Patients who receive a drug-eluting stent (DES) are less likely to die, have a heart attack, or require costly follow-up surgery than those who receive a bare-metal stent (BMS), according to researchers from the University of Pennsylvania School of Medicine (Philadelphia).
The findings published yesterday in the Journal of the American College of Cardiology showed a "clear, lifesaving benefit of drug-eluting stents compared to bare metal stents" among elderly patients in the two years following placement of the stent, according to the researchers.
"This might be a hidden nugget of goodness that could not be detected in clinical trials," said Peter Groeneveld, MD, an assistant professor in Penns division of general internal medicine. "There is a distinct possibility that drug-eluting stents not only reduce the need for future cardiac procedures, but also save lives."
Groeneveld and his colleagues studied Medicare data to identify about 72,000 patients who received a DES during a nine-month period in 2003, the year that the Cypher sirolimus-eluting stent from Cordis (Miami Lakes, Florida) became the first DES cleared for use in the U.S. Overall, the findings showed "an association" between drug-eluting stents and improved survival, Groenevald told Medical Device Daily. At 90 days, one year and two years, patients with a drug-eluting stent were less likely to die, according to the findings.
"A lot of the data that has been published on drug-eluting stents has been from the clinical trials, which dont represent real-world medicine because they are done in very scientifically-controlled environments, typically at leading hospitals," Groeneveld said, calling the care that clinical trial patients receive "gold-plated."
The fact that nobody died is one of the shortcomings of the clinical trial data, he said, because it makes it difficult to know the true performance of the devices in a real-world setting.
"Our intention was to kind of take a look from the perspective of humdrum medical care doled out at hundreds of hospitals across the country," Groeneveld said. "The bottom line is a provocative and I mean it to be provocative look at whether we truly know the performance of drug-eluting stents vs. bare-metal stents in the real world because sometimes clinical trials dont give the complete picture."
Since FDA cleared Cordis Cypher stent in 2003, the DES market has been on a roller-coaster ride, characterized by data questioning the safety and effectiveness of the devices compared to bare-metal stents. Those ups and downs make it tough to predict what impact Groenevelds research will have on the use of the drug-coated devices compared to bare-metal stents.
"Its hard to know what influences surgeons decisions," Groeneveld said. "From my own observation its been quite irrational; for a while almost nobody was using drug-eluting stents" in reaction to worrisome data that has been published.
"We see this kind of behavior in the stock market all the time; Im not sure its rational [in the medical arena]," he said.
In a separate study, expected to appear in the June issue of the American Heart Journal, Groeneveld found that drug-eluting stents offer cost savings during the first year after placement. Although the initial cost of the device averaging $16,000 outpaces that of a bare-metal stent, which costs about $14,000, the Penn researchers found that among patients with the drug-coated stents, 12% of those studied needed additional stents placed in the first year, compared to 15% of patients who received bare-metal stents.
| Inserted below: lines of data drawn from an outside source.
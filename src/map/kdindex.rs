//! Static 2D KD index over projected points.
//!
//! Built once, queried many times: the clustering hierarchy creates one
//! index per zoom level. Leaves hold up to `node_size` points and are
//! scanned linearly.

#[derive(Debug, Clone, Copy)]
struct Entry {
  id: usize,
  x: f64,
  y: f64,
}

#[derive(Debug, Clone, Default)]
pub(crate) struct KdIndex {
  entries: Vec<Entry>,
  node_size: usize,
}

impl KdIndex {
  pub const DEFAULT_NODE_SIZE: usize = 64;

  /// Index `(x, y)` pairs. Query results refer to positions in `points`.
  pub fn build<I>(points: I, node_size: usize) -> Self
  where
    I: IntoIterator<Item = (f64, f64)>,
  {
    let mut entries: Vec<Entry> = points
      .into_iter()
      .enumerate()
      .map(|(id, (x, y))| Entry { id, x, y })
      .collect();
    let node_size = node_size.max(1);
    split(&mut entries, node_size, 0);
    Self { entries, node_size }
  }

  /// Ids of points inside the axis-aligned box.
  pub fn range(&self, min_x: f64, min_y: f64, max_x: f64, max_y: f64) -> Vec<usize> {
    self.search(
      |e| e.x >= min_x && e.x <= max_x && e.y >= min_y && e.y <= max_y,
      |axis, pivot| {
        let (lo, hi) = if axis == 0 { (min_x, max_x) } else { (min_y, max_y) };
        (lo <= pivot, hi >= pivot)
      },
    )
  }

  /// Ids of points within `r` of `(qx, qy)`.
  pub fn within(&self, qx: f64, qy: f64, r: f64) -> Vec<usize> {
    let r2 = r * r;
    self.search(
      |e| {
        let dx = e.x - qx;
        let dy = e.y - qy;
        dx * dx + dy * dy <= r2
      },
      |axis, pivot| {
        let q = if axis == 0 { qx } else { qy };
        (q - r <= pivot, q + r >= pivot)
      },
    )
  }

  fn search<F, G>(&self, hit: F, descend: G) -> Vec<usize>
  where
    F: Fn(&Entry) -> bool,
    G: Fn(usize, f64) -> (bool, bool),
  {
    let mut result = Vec::new();
    if self.entries.is_empty() {
      return result;
    }

    // (start, end exclusive, axis)
    let mut stack = vec![(0usize, self.entries.len(), 0usize)];
    while let Some((start, end, axis)) = stack.pop() {
      let slice = &self.entries[start..end];
      if slice.len() <= self.node_size {
        result.extend(slice.iter().filter(|e| hit(*e)).map(|e| e.id));
        continue;
      }

      let m = slice.len() / 2;
      let pivot = &slice[m];
      if hit(pivot) {
        result.push(pivot.id);
      }

      let (go_left, go_right) = descend(axis, if axis == 0 { pivot.x } else { pivot.y });
      if go_left {
        stack.push((start, start + m, 1 - axis));
      }
      if go_right {
        stack.push((start + m + 1, end, 1 - axis));
      }
    }
    result
  }
}

fn split(entries: &mut [Entry], node_size: usize, axis: usize) {
  if entries.len() <= node_size {
    return;
  }
  let m = entries.len() / 2;
  if axis == 0 {
    entries.select_nth_unstable_by(m, |a, b| a.x.total_cmp(&b.x));
  } else {
    entries.select_nth_unstable_by(m, |a, b| a.y.total_cmp(&b.y));
  }
  let (left, rest) = entries.split_at_mut(m);
  split(left, node_size, 1 - axis);
  split(&mut rest[1..], node_size, 1 - axis);
}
Few patients in either arm required bypass surgery in the first year following stent placement, but those who received bare-metal stents were twice as likely to need the procedure, leading to an additional cost savings of $714 per DES patient. Overall, researchers found that patients with a DES each saved an average of $1,350 worth of follow-up care during the year, which projects to a total savings of roughly $100 million dollars among the 72,000 DES patients studied.
"Its clear that [DES use] reduces the number of procedures downstream, which is what [the companies] kind of promised to do," Groeneveld said.
The researchers noted that future studies should focus on how drug therapies including clopidogrel and cholesterol-reducing statin drugs may play a role in outcomes and costs for both types of stent patients. Because recent evidence shows that clopidogrel therapy aimed at reducing the risk of blood clots following stent placement is an essential step for reducing "late" DES complications or failure, he theorizes that clinical outcomes for DES patients might be boosted even further when patients follow an appropriate long-term drug regimen.
The research was supported by an unrestricted grant from the Institute for Health Technology Studies (InHealth; Washington), a nonprofit organization that researches the social and economic impact of medical technology and adds evidence for evidence-based policy.